Monday, February 19, 2007

Continuity Clinic, Part 1

My next patients are from one of my favorite families. The mother is in her early 20s, with three children and another on the way. Despite her youth she is fiercely maternal, round and protective. Today I see the oldest, a five-year-old girl, and her two-year-old brother; the three-year-old girl is scheduled for next week, but she’s here, too.

There are no medical concerns about the oldest child, but her mother asks me about her behavior. Since her grandmother died last summer, she’s changed. More attitude, more moodiness. The girl’s mother is worried that she is still grieving for her grandmother. What should she do?

Turns out that with the death of her grandmother, the family has moved in with the mother’s new boyfriend, and that it’s now clear that mother and father won’t be getting back together. The father is still involved, but the girl sees him less and less. The mother is frankly overwhelmed by the three children, and, although she loves babies, is terrified about adding another child to the mix. In past visits we’ve talked about enormous energy bills and evictions. I don’t ask, but wonder, how the family is supporting itself. She doesn’t work and welfare is no longer generous.

One of the reasons we go into medicine, spend four years of college grubbing for A’s, waste our youth in more school and training, is that we love to solve problems. We are fixers of people. But how can I fix this?

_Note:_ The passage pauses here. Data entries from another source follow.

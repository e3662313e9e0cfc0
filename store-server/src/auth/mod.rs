//! 认证授权模块
//!
//! 提供 JWT 认证、OTP 二步验证和中间件：
//! - [`JwtService`] - JWT 令牌服务
//! - [`CurrentUser`] - 当前用户上下文
//! - [`OtpStore`] - 一次性验证码存储
//! - [`require_auth`] - 认证中间件
//! - [`require_admin`] - 管理员检查中间件

pub mod extractor;
pub mod jwt;
pub mod middleware;
pub mod otp;

pub use jwt::{Claims, CurrentUser, JwtConfig, JwtError, JwtService};
pub use middleware::{require_admin, require_auth};
pub use otp::{OTP_TTL_MINUTES, OtpError, OtpStore};
use std::sync::Arc;

use anyhow::Result;
use bithumb_exchange::BithumbClient;
use exchange_trait::ExchangeClient;
use telegram_operator::TelegramMessenger;
use tokio::signal::unix::SignalKind;
use tokio::sync::{mpsc, watch};

mod approvals;
mod automation;
mod buy_scanner;
mod config;
mod escalations;
mod executor;
mod inventory;
mod metrics;
mod missed_log;
mod operator;
mod sell_monitor;
mod state;

use approvals::ApprovalBook;
use automation::ModeBook;
use buy_scanner::BuyScanner;
use config::AgentConfig;
use escalations::EscalationBook;
use executor::OrderExecutor;
use inventory::InventoryStore;
use missed_log::MissedLog;
use sell_monitor::SellMonitor;
use state::AgentDeps;

#[tokio::main]
async fn main() -> Result<()> {
    // 1. Load .env, init tracing
    dotenvy::dotenv().ok();

    let json_logging = std::env::var("RUST_LOG_FORMAT")
        .map(|v| v.eq_ignore_ascii_case("json"))
        .unwrap_or(false);
    if json_logging {
        tracing_subscriber::fmt()
            .json()
            .with_env_filter(
                tracing_subscriber::EnvFilter::try_from_default_env()
                    .unwrap_or_else(|_| tracing_subscriber::EnvFilter::new("info")),
            )
            .init();
    } else {
        tracing_subscriber::fmt()
            .with_env_filter(
                tracing_subscriber::EnvFilter::try_from_default_env()
                    .unwrap_or_else(|_| tracing_subscriber::EnvFilter::new("info")),
            )
            .init();
    }

    // Panic hook: log panic info before crashing
    std::panic::set_hook(Box::new(|info| {
        eprintln!("PANIC: {info}");
        tracing::error!("PANIC: {info}");
    }));

    tracing::info!("Starting Sentinel KRW market agent");

    // 2. Load configuration
    let config = AgentConfig::from_env()?;
    tracing::info!("Configuration loaded and validated");
    tracing::info!("  Buy scan interval: {}s", config.buy_scan_interval_secs);
    tracing::info!("  Sell monitor interval: {}s", config.sell_monitor_interval_secs);
    tracing::info!("  Unit order size: {:.0} KRW", config.unit_cost_krw);
    tracing::info!("  Default mode: {:?}", config.default_mode);
    tracing::info!("  Night auto window: {}", config.night_auto_enabled);

    // 3. Exchange client
    let exchange = Arc::new(BithumbClient::new(
        config.bithumb_api_key.clone(),
        config.bithumb_secret_key.clone(),
    )?);

    // 4. Startup connectivity check (fatal): the agent is useless without
    // account access, better to die here than half-run.
    let balance = exchange
        .fetch_balance()
        .await
        .map_err(|e| anyhow::anyhow!("Bithumb connectivity check failed: {e}"))?;
    tracing::info!(
        "Startup check: Bithumb OK ({:.0} KRW free, {} assets)",
        balance.free_krw,
        balance.assets.len()
    );

    // 5. Messenger and local state
    let messenger = Arc::new(TelegramMessenger::new(
        config.telegram_bot_token.clone(),
        config.telegram_chat_id.clone(),
    ));
    let inventory = Arc::new(InventoryStore::open(&config.inventory_path)?);
    tracing::info!("Inventory loaded: {} positions", inventory.len().await);

    let deps = Arc::new(AgentDeps {
        exchange: exchange.clone(),
        messenger: messenger.clone(),
        executor: OrderExecutor::new(exchange.clone(), inventory.clone()),
        inventory,
        approvals: ApprovalBook::new(),
        escalations: EscalationBook::new(),
        modes: ModeBook::new(config.default_mode, config.night_auto_enabled),
        missed: MissedLog::new(&config.missed_log_path),
        config,
    });

    // 6. Startup notification (best effort)
    deps.messenger
        .send(&format!(
            "🚀 Agent started\n{:.0} KRW free | {} positions\nBuy scan {}s | Sell monitor {}s",
            balance.free_krw,
            deps.inventory.len().await,
            deps.config.buy_scan_interval_secs,
            deps.config.sell_monitor_interval_secs
        ))
        .await
        .ok();

    // 7. Shutdown channel shared by every loop
    let (shutdown_tx, shutdown_rx) = watch::channel(false);

    // 8. Operator channel: telegram callbacks in, book/executor effects out
    let (action_tx, action_rx) = mpsc::channel(64);
    let update_loop = tokio::spawn(telegram_operator::run_update_loop(
        deps.config.telegram_bot_token.clone(),
        action_tx,
        shutdown_rx.clone(),
    ));
    let operator_loop = tokio::spawn(operator::run_operator(
        deps.clone(),
        action_rx,
        shutdown_rx.clone(),
    ));

    // 9. The two scheduler loops
    let scanner_loop = tokio::spawn(BuyScanner::new(deps.clone()).run(shutdown_rx.clone()));
    let monitor_loop = tokio::spawn(SellMonitor::new(deps.clone()).run(shutdown_rx.clone()));

    tracing::info!(
        "Agent is now running. Scanning every {}s. Press Ctrl+C to stop.",
        deps.config.buy_scan_interval_secs
    );

    // 10. Graceful shutdown on SIGINT or SIGTERM
    let mut sigterm = tokio::signal::unix::signal(SignalKind::terminate())?;
    tokio::select! {
        _ = tokio::signal::ctrl_c() => {
            tracing::info!("Received SIGINT");
        }
        _ = sigterm.recv() => {
            tracing::info!("Received SIGTERM");
        }
    }

    shutdown_tx.send(true).ok();
    let _ = tokio::join!(scanner_loop, monitor_loop, operator_loop, update_loop);

    deps.messenger.send("🛑 Agent stopped").await.ok();
    tracing::info!("Shutdown complete");
    Ok(())
}
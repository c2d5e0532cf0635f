use std::path::PathBuf;

use anyhow::{Context, Result};
use chrono::{DateTime, Utc};
use market_core::{BuyVerdict, SignalMetrics};
use serde::Serialize;

/// One analytics row for a symbol that produced a notable verdict the agent
/// did not act on. Append-only; reviewed offline for threshold tuning.
#[derive(Debug, Serialize)]
pub struct MissedRecord {
    pub timestamp: DateTime<Utc>,
    pub symbol: String,
    pub accepted: bool,
    pub grade: String,
    pub reason: String,
    pub price: f64,
    pub rsi: f64,
    pub vol_ratio: f64,
    pub disparity_40_pct: f64,
    pub slope_rate: f64,
    pub bars_since_gold: i64,
}

impl MissedRecord {
    pub fn from_verdict(symbol: &str, verdict: &BuyVerdict, now: DateTime<Utc>) -> Self {
        let metrics: &SignalMetrics = verdict.metrics();
        Self {
            timestamp: now,
            symbol: symbol.to_string(),
            accepted: verdict.is_buy(),
            grade: verdict
                .grade()
                .map(|g| g.label().to_string())
                .unwrap_or_default(),
            reason: verdict.reason().to_string(),
            price: metrics.current_price,
            rsi: metrics.rsi,
            vol_ratio: metrics.vol_ratio,
            disparity_40_pct: metrics.disparity_40_pct,
            slope_rate: metrics.slope_rate,
            bars_since_gold: metrics.bars_since_gold,
        }
    }
}

pub struct MissedLog {
    path: PathBuf,
}

impl MissedLog {
    pub fn new(path: impl Into<PathBuf>) -> Self {
        Self { path: path.into() }
    }

    pub fn append(&self, record: &MissedRecord) -> Result<()> {
        let exists = self.path.exists();
        let file = std::fs::OpenOptions::new()
            .create(true)
            .append(true)
            .open(&self.path)
            .with_context(|| format!("opening {}", self.path.display()))?;
        let mut writer = csv::WriterBuilder::new()
            .has_headers(!exists)
            .from_writer(file);
        writer.serialize(record)?;
        writer.flush()?;
        Ok(())
    }
}
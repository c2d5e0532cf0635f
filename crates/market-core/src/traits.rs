use async_trait::async_trait;

use crate::error::EngineResult;

/// Inline control button attached to a notification. `callback` round-trips
/// through the messenger and comes back as an [`OperatorAction`].
#[derive(Debug, Clone)]
pub struct Control {
    pub label: String,
    pub callback: String,
}

impl Control {
    pub fn new(label: impl Into<String>, action: OperatorAction) -> Self {
        Self {
            label: label.into(),
            callback: action.encode(),
        }
    }
}

/// Outbound notification channel to the human operator.
#[async_trait]
pub trait Messenger: Send + Sync {
    async fn send(&self, text: &str) -> EngineResult<()>;

    /// Send with inline action buttons, one row per inner vec.
    async fn send_with_controls(&self, text: &str, controls: &[Vec<Control>]) -> EngineResult<()>;
}

/// Action the operator can take from a notification.
/// Wire form is `verb:SYMBOL`, e.g. `sell_now:BTC`.
#[derive(Debug, Clone, PartialEq, Eq)]
pub enum OperatorAction {
    BuyNow(String),
    BuyFull(String),
    SetBuyAuto(String),
    SetBuyWatch(String),
    SellNow(String),
    SellHalf(String),
    DeferSell(String),
    KeepPosition(String),
    SetSellWatch(String),
    Mute(String),
}

impl OperatorAction {
    pub fn symbol(&self) -> &str {
        match self {
            OperatorAction::BuyNow(s)
            | OperatorAction::BuyFull(s)
            | OperatorAction::SetBuyAuto(s)
            | OperatorAction::SetBuyWatch(s)
            | OperatorAction::SellNow(s)
            | OperatorAction::SellHalf(s)
            | OperatorAction::DeferSell(s)
            | OperatorAction::KeepPosition(s)
            | OperatorAction::SetSellWatch(s)
            | OperatorAction::Mute(s) => s,
        }
    }

    pub fn encode(&self) -> String {
        let (verb, symbol) = match self {
            OperatorAction::BuyNow(s) => ("buy_now", s),
            OperatorAction::BuyFull(s) => ("buy_full", s),
            OperatorAction::SetBuyAuto(s) => ("buy_auto", s),
            OperatorAction::SetBuyWatch(s) => ("buy_watch", s),
            OperatorAction::SellNow(s) => ("sell_now", s),
            OperatorAction::SellHalf(s) => ("sell_half", s),
            OperatorAction::DeferSell(s) => ("sell_defer", s),
            OperatorAction::KeepPosition(s) => ("keep", s),
            OperatorAction::SetSellWatch(s) => ("sell_watch", s),
            OperatorAction::Mute(s) => ("mute", s),
        };
        format!("{verb}:{symbol}")
    }

    pub fn decode(raw: &str) -> Option<Self> {
        let (verb, symbol) = raw.split_once(':')?;
        if symbol.is_empty() {
            return None;
        }
        let symbol = symbol.to_string();
        match verb {
            "buy_now" => Some(OperatorAction::BuyNow(symbol)),
            "buy_full" => Some(OperatorAction::BuyFull(symbol)),
            "buy_auto" => Some(OperatorAction::SetBuyAuto(symbol)),
            "buy_watch" => Some(OperatorAction::SetBuyWatch(symbol)),
            "sell_now" => Some(OperatorAction::SellNow(symbol)),
            "sell_half" => Some(OperatorAction::SellHalf(symbol)),
            "sell_defer" => Some(OperatorAction::DeferSell(symbol)),
            "keep" => Some(OperatorAction::KeepPosition(symbol)),
            "sell_watch" => Some(OperatorAction::SetSellWatch(symbol)),
            "mute" => Some(OperatorAction::Mute(symbol)),
            _ => None,
        }
    }
}

#[cfg(test)]
mod tests {
    use super::*;

    #[test]
    fn action_codec_round_trips() {
        let actions = vec![
            OperatorAction::BuyNow("BTC".into()),
            OperatorAction::BuyFull("ETH".into()),
            OperatorAction::SetBuyAuto("XRP".into()),
            OperatorAction::SetBuyWatch("SOL".into()),
            OperatorAction::SellNow("DOGE".into()),
            OperatorAction::SellHalf("ADA".into()),
            OperatorAction::DeferSell("BTC".into()),
            OperatorAction::KeepPosition("ETH".into()),
            OperatorAction::SetSellWatch("XRP".into()),
            OperatorAction::Mute("SOL".into()),
        ];
        for action in actions {
            assert_eq!(OperatorAction::decode(&action.encode()), Some(action));
        }
    }

    #[test]
    fn decode_rejects_malformed() {
        assert_eq!(OperatorAction::decode("sell_now"), None);
        assert_eq!(OperatorAction::decode("sell_now:"), None);
        assert_eq!(OperatorAction::decode("warp:BTC"), None);
        assert_eq!(OperatorAction::decode(""), None);
    }
}
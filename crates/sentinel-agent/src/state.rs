use std::sync::Arc;

use exchange_trait::ExchangeClient;
use market_core::Messenger;

use crate::approvals::ApprovalBook;
use crate::automation::ModeBook;
use crate::config::AgentConfig;
use crate::escalations::EscalationBook;
use crate::executor::OrderExecutor;
use crate::inventory::InventoryStore;
use crate::missed_log::MissedLog;

/// Everything the loops and the operator handler share. The books own all
/// mutable state; loops go through their typed APIs only.
pub struct AgentDeps {
    pub config: AgentConfig,
    pub exchange: Arc<dyn ExchangeClient>,
    pub messenger: Arc<dyn Messenger>,
    pub executor: OrderExecutor,
    pub inventory: Arc<InventoryStore>,
    pub approvals: ApprovalBook,
    pub escalations: EscalationBook,
    pub modes: ModeBook,
    pub missed: MissedLog,
}
use chrono::{DateTime, Utc};
use serde::{Deserialize, Serialize};

/// OHLCV bar data for one timeframe slot
#[derive(Debug, Clone, Serialize, Deserialize)]
pub struct Bar {
    pub timestamp: DateTime<Utc>,
    pub open: f64,
    pub high: f64,
    pub low: f64,
    pub close: f64,
    pub volume: f64,
}

/// Ticker quote. Exchanges do not reliably populate `last`, so price
/// resolution walks an ordered fallback chain instead of indexing fields.
#[derive(Debug, Clone, Default, Serialize, Deserialize)]
pub struct Quote {
    pub last: Option<f64>,
    pub close: Option<f64>,
}

impl Quote {
    /// last → close → unusable. Each field is checked on its own, so a zero
    /// or non-finite `last` falls through to `close`.
    pub fn resolve_last_price(&self) -> Option<f64> {
        let usable = |p: &f64| p.is_finite() && *p > 0.0;
        self.last.filter(usable).or(self.close.filter(usable))
    }
}

/// Buy-signal strength tier.
/// Only the S tier (S and S+) is eligible for unattended execution.
#[derive(Debug, Clone, Copy, PartialEq, Eq, PartialOrd, Ord, Serialize, Deserialize)]
pub enum Grade {
    F,
    B,
    A,
    APlus,
    S,
    SPlus,
}

impl Grade {
    pub fn is_unattended_eligible(&self) -> bool {
        matches!(self, Grade::S | Grade::SPlus)
    }

    pub fn label(&self) -> &'static str {
        match self {
            Grade::SPlus => "S+",
            Grade::S => "S",
            Grade::APlus => "A+",
            Grade::A => "A",
            Grade::B => "B",
            Grade::F => "F",
        }
    }

    pub fn from_label(s: &str) -> Option<Self> {
        match s {
            "S+" => Some(Grade::SPlus),
            "S" => Some(Grade::S),
            "A+" => Some(Grade::APlus),
            "A" => Some(Grade::A),
            "B" => Some(Grade::B),
            "F" => Some(Grade::F),
            _ => None,
        }
    }
}

impl std::fmt::Display for Grade {
    fn fmt(&self, f: &mut std::fmt::Formatter<'_>) -> std::fmt::Result {
        f.write_str(self.label())
    }
}

/// Fixed-shape indicator snapshot attached to every buy verdict, accepted or
/// rejected, so downstream analytics never see partial data.
#[derive(Debug, Clone, Serialize, Deserialize)]
pub struct SignalMetrics {
    pub current_price: f64,
    pub rsi: f64,
    pub ma40: f64,
    pub ma185: f64,
    /// One-bar slope of the 185-bar MA, in percent.
    pub slope_rate: f64,
    /// |price − MA40| / MA40, in percent.
    pub disparity_40_pct: f64,
    /// (price − MA185) / MA185, in percent (signed).
    pub disparity_185_pct: f64,
    /// |MA40 − MA185| / MA185 (40/185 convergence tightness).
    pub disparity_gold: f64,
    /// Bars since the last 40-over-185 golden cross; -1 if none in the window.
    pub bars_since_gold: i64,
    /// Current volume over the 20-bar baseline mean.
    pub vol_ratio: f64,
    pub has_volume_surge: bool,
    pub max_vol_ratio: f64,
}

impl Default for SignalMetrics {
    fn default() -> Self {
        Self {
            current_price: 0.0,
            rsi: 50.0,
            ma40: 0.0,
            ma185: 0.0,
            slope_rate: 0.0,
            disparity_40_pct: 0.0,
            disparity_185_pct: 0.0,
            disparity_gold: 0.0,
            bars_since_gold: -1,
            vol_ratio: 0.0,
            has_volume_surge: false,
            max_vol_ratio: 0.0,
        }
    }
}

/// Descriptive chart-shape tags computed independently of the verdict.
/// Analytics only, never a decision input.
#[derive(Debug, Clone, Copy, PartialEq, Eq, Serialize, Deserialize)]
pub enum PatternTag {
    /// price > MA5 > MA20 > MA185, fully stacked uptrend
    AlignedStack,
    /// 5/20 golden cross below the long-term MA
    ShortReversal,
    /// RSI ≤ 25 with the last candle recovering
    BottomBounce,
    /// RSI ≤ 25, no recovery yet
    BottomNear,
}

impl PatternTag {
    pub fn label(&self) -> &'static str {
        match self {
            PatternTag::AlignedStack => "aligned-stack",
            PatternTag::ShortReversal => "short-reversal",
            PatternTag::BottomBounce => "bottom-bounce",
            PatternTag::BottomNear => "bottom-near",
        }
    }
}

/// Outcome of one buy-side classification pass.
#[derive(Debug, Clone, Serialize, Deserialize)]
pub enum BuyVerdict {
    Buy {
        grade: Grade,
        reason: String,
        metrics: SignalMetrics,
        tags: Vec<PatternTag>,
    },
    Pass {
        reason: String,
        /// Populated when the rejection carries a tier of its own
        /// (restricted symbols are graded F).
        grade: Option<Grade>,
        metrics: SignalMetrics,
        tags: Vec<PatternTag>,
    },
}

impl BuyVerdict {
    pub fn is_buy(&self) -> bool {
        matches!(self, BuyVerdict::Buy { .. })
    }

    pub fn grade(&self) -> Option<Grade> {
        match self {
            BuyVerdict::Buy { grade, .. } => Some(*grade),
            BuyVerdict::Pass { grade, .. } => *grade,
        }
    }

    pub fn reason(&self) -> &str {
        match self {
            BuyVerdict::Buy { reason, .. } | BuyVerdict::Pass { reason, .. } => reason,
        }
    }

    pub fn metrics(&self) -> &SignalMetrics {
        match self {
            BuyVerdict::Buy { metrics, .. } | BuyVerdict::Pass { metrics, .. } => metrics,
        }
    }

    pub fn tags(&self) -> &[PatternTag] {
        match self {
            BuyVerdict::Buy { tags, .. } | BuyVerdict::Pass { tags, .. } => tags,
        }
    }
}

/// Why a sell signal fired. The trigger decides the approval window and
/// whether the signal bypasses operator gating entirely.
#[derive(Debug, Clone, Copy, PartialEq, Eq, Serialize, Deserialize)]
pub enum SellTrigger {
    /// Intrabar spike followed by distribution candles near the peak.
    BlowOffTop,
    /// Reversal-entry hard stop at −3%.
    AbsoluteStop,
    /// Price lost the dynamic 40-bar support line.
    SupportBreak,
    /// Price below the 90-bar MA.
    TerminalBreak,
    /// Giving back gains past the protection thresholds.
    ProtectGains,
}

impl SellTrigger {
    /// Operator override window before auto-escalation.
    pub fn wait_limit_minutes(&self) -> i64 {
        match self {
            SellTrigger::BlowOffTop => 10,
            _ => 30,
        }
    }

    /// Top-priority triggers execute without waiting and ignore Keep mode.
    pub fn is_top_priority(&self) -> bool {
        matches!(self, SellTrigger::BlowOffTop | SellTrigger::AbsoluteStop)
    }

    pub fn label(&self) -> &'static str {
        match self {
            SellTrigger::BlowOffTop => "blow-off top",
            SellTrigger::AbsoluteStop => "absolute stop",
            SellTrigger::SupportBreak => "support break",
            SellTrigger::TerminalBreak => "terminal trendline breach",
            SellTrigger::ProtectGains => "protect gains",
        }
    }
}

/// Outcome of one sell-side classification pass. `overheated` is the RSI ≥ 80
/// observation; the classifier reports it, the monitor owns the latch.
#[derive(Debug, Clone, Serialize, Deserialize)]
pub enum SellVerdict {
    Sell {
        trigger: SellTrigger,
        reason: String,
        overheated: bool,
    },
    Hold {
        reason: String,
        overheated: bool,
    },
}

impl SellVerdict {
    pub fn is_sell(&self) -> bool {
        matches!(self, SellVerdict::Sell { .. })
    }

    pub fn trigger(&self) -> Option<SellTrigger> {
        match self {
            SellVerdict::Sell { trigger, .. } => Some(*trigger),
            SellVerdict::Hold { .. } => None,
        }
    }

    pub fn reason(&self) -> &str {
        match self {
            SellVerdict::Sell { reason, .. } | SellVerdict::Hold { reason, .. } => reason,
        }
    }

    pub fn overheated(&self) -> bool {
        match self {
            SellVerdict::Sell { overheated, .. } | SellVerdict::Hold { overheated, .. } => {
                *overheated
            }
        }
    }
}

/// Per-symbol automation override, layered over a global default.
/// The sleep window forces the effective mode to Auto.
#[derive(Debug, Clone, Copy, PartialEq, Eq, Serialize, Deserialize)]
pub enum AutomationMode {
    /// Unattended execution allowed.
    Auto,
    /// Notify only; orders need explicit operator confirmation.
    Watch,
    /// Suppress non-priority sell signals entirely.
    Keep,
}

impl AutomationMode {
    pub fn is_unattended(&self) -> bool {
        matches!(self, AutomationMode::Auto)
    }

    pub fn label(&self) -> &'static str {
        match self {
            AutomationMode::Auto => "AUTO",
            AutomationMode::Watch => "WATCH",
            AutomationMode::Keep => "KEEP",
        }
    }
}

/// How a held position was entered. Reversal entries (the source's "type 3")
/// run a stricter sell regime: hard −3% stop, no terminal-break exit, and a
/// 6-bar grace on the support line.
#[derive(Debug, Clone, Copy, PartialEq, Eq, Default, Serialize, Deserialize)]
pub enum EntryKind {
    #[default]
    Standard,
    Reversal,
}

impl EntryKind {
    pub fn is_reversal(&self) -> bool {
        matches!(self, EntryKind::Reversal)
    }
}
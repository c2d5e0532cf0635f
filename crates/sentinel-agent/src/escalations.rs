use std::collections::HashMap;

use chrono::{DateTime, Duration, Utc};
use tokio::sync::Mutex;

/// S-class buy candidate under timed tracking.
#[derive(Debug, Clone)]
pub struct PendingEscalation {
    pub start_time: DateTime<Utc>,
    /// Highest re-check mark already fired (0, 10 or 20).
    pub last_check_mark: i64,
    pub reason: String,
    pub planned_cost: f64,
}

/// What the tracker wants done with a symbol right now.
#[derive(Debug, Clone, Copy, PartialEq, Eq)]
pub enum EscalationDue {
    /// Re-evaluate the signal at the 10- or 20-minute mark.
    Recheck { mark_minutes: i64 },
    /// 30 minutes up: re-evaluate once more and execute or drop.
    ForceExecute,
}

/// Buy-side escalation tracking, at most one record per symbol. `now` is
/// always passed in; each re-check mark fires exactly once.
#[derive(Default)]
pub struct EscalationBook {
    records: Mutex<HashMap<String, PendingEscalation>>,
}

impl EscalationBook {
    pub fn new() -> Self {
        Self::default()
    }

    /// Start tracking; no-op when the symbol is already tracked.
    pub async fn track(
        &self,
        symbol: &str,
        reason: &str,
        planned_cost: f64,
        now: DateTime<Utc>,
    ) -> bool {
        let mut records = self.records.lock().await;
        if records.contains_key(symbol) {
            return false;
        }
        records.insert(
            symbol.to_string(),
            PendingEscalation {
                start_time: now,
                last_check_mark: 0,
                reason: reason.to_string(),
                planned_cost,
            },
        );
        true
    }

    pub async fn untrack(&self, symbol: &str) -> Option<PendingEscalation> {
        self.records.lock().await.remove(symbol)
    }

    pub async fn get(&self, symbol: &str) -> Option<PendingEscalation> {
        self.records.lock().await.get(symbol).cloned()
    }

    pub async fn tracked_symbols(&self) -> Vec<String> {
        self.records.lock().await.keys().cloned().collect()
    }

    /// What is due for this symbol at `now`, if anything. Nothing is
    /// committed here: a returned recheck mark stays armed until the caller
    /// confirms it with [`EscalationBook::confirm_recheck`] after the
    /// re-classification actually ran, so a collaborator failure leaves the
    /// mark due again next cycle. ForceExecute likewise leaves the record for
    /// the caller to untrack after acting.
    pub async fn due(&self, symbol: &str, now: DateTime<Utc>) -> Option<EscalationDue> {
        let records = self.records.lock().await;
        let record = records.get(symbol)?;
        let elapsed = now - record.start_time;

        if elapsed >= Duration::minutes(30) {
            return Some(EscalationDue::ForceExecute);
        }
        for mark in [20i64, 10] {
            if elapsed >= Duration::minutes(mark) && record.last_check_mark < mark {
                return Some(EscalationDue::Recheck { mark_minutes: mark });
            }
        }
        None
    }

    /// Consume a recheck mark once the re-evaluation for it succeeded.
    pub async fn confirm_recheck(&self, symbol: &str, mark_minutes: i64) {
        if let Some(record) = self.records.lock().await.get_mut(symbol) {
            if record.last_check_mark < mark_minutes {
                record.last_check_mark = mark_minutes;
            }
        }
    }
}

#[cfg(test)]
mod tests {
    use super::*;
    use chrono::TimeZone;

    fn t0() -> DateTime<Utc> {
        Utc.with_ymd_and_hms(2025, 6, 1, 12, 0, 0).unwrap()
    }

    #[tokio::test]
    async fn rechecks_fire_once_each() {
        let book = EscalationBook::new();
        book.track("BTC", "tight-base breakout", 100_000.0, t0()).await;

        assert_eq!(book.due("BTC", t0() + Duration::minutes(5)).await, None);
        assert_eq!(
            book.due("BTC", t0() + Duration::minutes(11)).await,
            Some(EscalationDue::Recheck { mark_minutes: 10 })
        );
        book.confirm_recheck("BTC", 10).await;
        // confirmed mark does not fire twice
        assert_eq!(book.due("BTC", t0() + Duration::minutes(12)).await, None);
        assert_eq!(
            book.due("BTC", t0() + Duration::minutes(21)).await,
            Some(EscalationDue::Recheck { mark_minutes: 20 })
        );
        book.confirm_recheck("BTC", 20).await;
        assert_eq!(book.due("BTC", t0() + Duration::minutes(22)).await, None);
        assert_eq!(
            book.due("BTC", t0() + Duration::minutes(30)).await,
            Some(EscalationDue::ForceExecute)
        );
    }

    #[tokio::test]
    async fn unconfirmed_recheck_stays_due() {
        let book = EscalationBook::new();
        book.track("BTC", "tight-base breakout", 100_000.0, t0()).await;

        assert_eq!(
            book.due("BTC", t0() + Duration::minutes(11)).await,
            Some(EscalationDue::Recheck { mark_minutes: 10 })
        );
        // candle fetch failed, nothing was confirmed: the mark must re-fire
        assert_eq!(
            book.due("BTC", t0() + Duration::minutes(12)).await,
            Some(EscalationDue::Recheck { mark_minutes: 10 })
        );
        book.confirm_recheck("BTC", 10).await;
        assert_eq!(book.due("BTC", t0() + Duration::minutes(13)).await, None);
    }

    #[tokio::test]
    async fn late_first_poll_skips_to_twenty() {
        let book = EscalationBook::new();
        book.track("ETH", "base inflection", 50_000.0, t0()).await;
        assert_eq!(
            book.due("ETH", t0() + Duration::minutes(25)).await,
            Some(EscalationDue::Recheck { mark_minutes: 20 })
        );
    }

    #[tokio::test]
    async fn track_is_idempotent() {
        let book = EscalationBook::new();
        assert!(book.track("BTC", "first", 100_000.0, t0()).await);
        assert!(!book.track("BTC", "second", 200_000.0, t0()).await);
        let record = book.get("BTC").await.unwrap();
        assert_eq!(record.reason, "first");
    }

    #[tokio::test]
    async fn untrack_removes() {
        let book = EscalationBook::new();
        book.track("BTC", "r", 1_000.0, t0()).await;
        assert!(book.untrack("BTC").await.is_some());
        assert_eq!(book.due("BTC", t0() + Duration::minutes(31)).await, None);
    }
}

How do you deal with a mother who has labeled her two year old as “bad” because he likes to get into things? Even the five year old says he is a “bad boy”. The three-year-old girl is also “bad”, but she climbs into my lap and wants to use my stethoscope. She draws me a picture and is touched when I take it. Where can I even begin?

I have 15 minutes to cover these questions, explain the ever-expanding list of immunizations, examine her, do developmental screening, and counsel about safety and reading. How could I possibly begin to talk about how she might be reacting to having a new stepfather? Explain how the mother should deal with it? Counsel her on how to deal with moodiness?

So I tell her that she should try to ignore the attitude, and should focus on the priority behaviors, that she and the boyfriend should both take individual “special” time out to spend with the child, that they should “catch her being good”. I ask the social worker to meet with the child to explore the question of grief. Reading this you may get the wrong idea about my methods. You may think that when I say I told her to focus on priority behaviors, I spent time coming to an understanding of what things were important to the mother, using what I learned to tailor the advice. That I spent time demonstrating what “catching her being good” means, that I probed the intricacies of the mother-boyfriend-father relationship. You would be wrong. All of my schooling, personal growth seminars, volunteer workshops, supervision, and reading have given me the right catch phrases. But any observer could see the distance between my words and her life.

I know this, and I don’t know how to change it. And I have to get to my next patient, and this family’s ride is almost here.